Auteurs : Yanfeng Zhu [République populaire de Chine] ; Jing Ma [République populaire de Chine] ; Fu Chen [République populaire de Chine] ; Ruilian Yu [République populaire de Chine] ; Gongren Hu [République populaire de Chine] ; Shaoliang Zhang [République populaire de Chine]Source :
- International journal of environmental research and public health [ 1660-4601 ] ; 2020.
Abstract
Cadmium presence in soil is considered a significant threat to human health. Biochar is recognized as an effective method to immobilize Cd ions in different soils. However, obtaining effective and viable biochar to remove elevated Cd from postmining soil remains a challenge. More modifiers need to be explored to improve biochar remediation capacity.
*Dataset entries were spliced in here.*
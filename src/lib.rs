//! Training-loop orchestration for graph-neural-network reconstruction of
//! physics events stored in SQLite databases.
//!
//! # Overview
//!
//! - **Data**: event selections are read from a database's `truth` table,
//!   split deterministically into training and validation subsets, and
//!   served as mini-batches of event graphs with optional background
//!   prefetching ([`data`]).
//! - **Training**: the [`training::Trainer`] and
//!   [`training::MultiDatabaseTrainer`] drivers run the epoch loop over
//!   any [`model::GraphNetwork`], with early stopping
//!   ([`training::EarlyStopping`]) and an optional piecewise-linear
//!   learning-rate schedule ([`training::PiecewiseLinearLr`]).
//! - **Prediction**: [`training::Predictor`] runs a trained model over a
//!   held-out source and assembles a results table, persisted together
//!   with the model artifact by [`training::RunArchive`].

pub mod config;
pub mod data;
pub mod error;
pub mod model;
pub mod training;

pub use config::{DataConfig, EarlyStoppingConfig, RunConfig, ScheduleConfig, TrainingConfig};
pub use data::{
    make_train_validation_loaders, train_validation_split, DataLoader, GraphBatch, RobustScaler,
    SqliteEventDataset,
};
pub use error::{RecoError, Result};
pub use model::{GraphNetwork, LossFunction, MseLoss};
pub use training::{
    timestamped_tag, EarlyStopping, Mode, MultiDatabaseTrainer, PiecewiseLinearLr,
    PredictionTable, Predictor, RunArchive, Trainer, TrainingReport,
};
In this investigation, pot experiments were conducted to study the effects of poplar-bark biochar (PBC600) and thiourea-modified poplar-bark biochar (TPBC600) on Cd speciation and availability, as well as on soil properties. Our results showed that the addition of biochar had a significant influence on soil properties. In the presence of TPBC600, the acid-soluble and reducible Cd fractions were transformed into oxidizable and residual Cd fractions. This process effectively reduced Cd bioavailability in the soil system. Compared to PBC600, TPBC600 was more effective in improving soil pH, electrical conductivity (EC), organic matter (SOM), total nitrogen (TN), ammonium nitrogen (NH4+-N), nitrate nitrogen (NO3--N), available potassium (AK), available phosphorus (AP), and available sulfur (AS). However, this improvement diminished as incubation time increased. Results of Pearson correlation analysis, multivariate linear regression analysis, and principal component analysis showed that soil pH and available phosphorus played key roles in reducing the available cadmium in soil. Therefore, TPBC600 was shown to be an effective modifier that could be used in the remediation of soil polluted with Cd.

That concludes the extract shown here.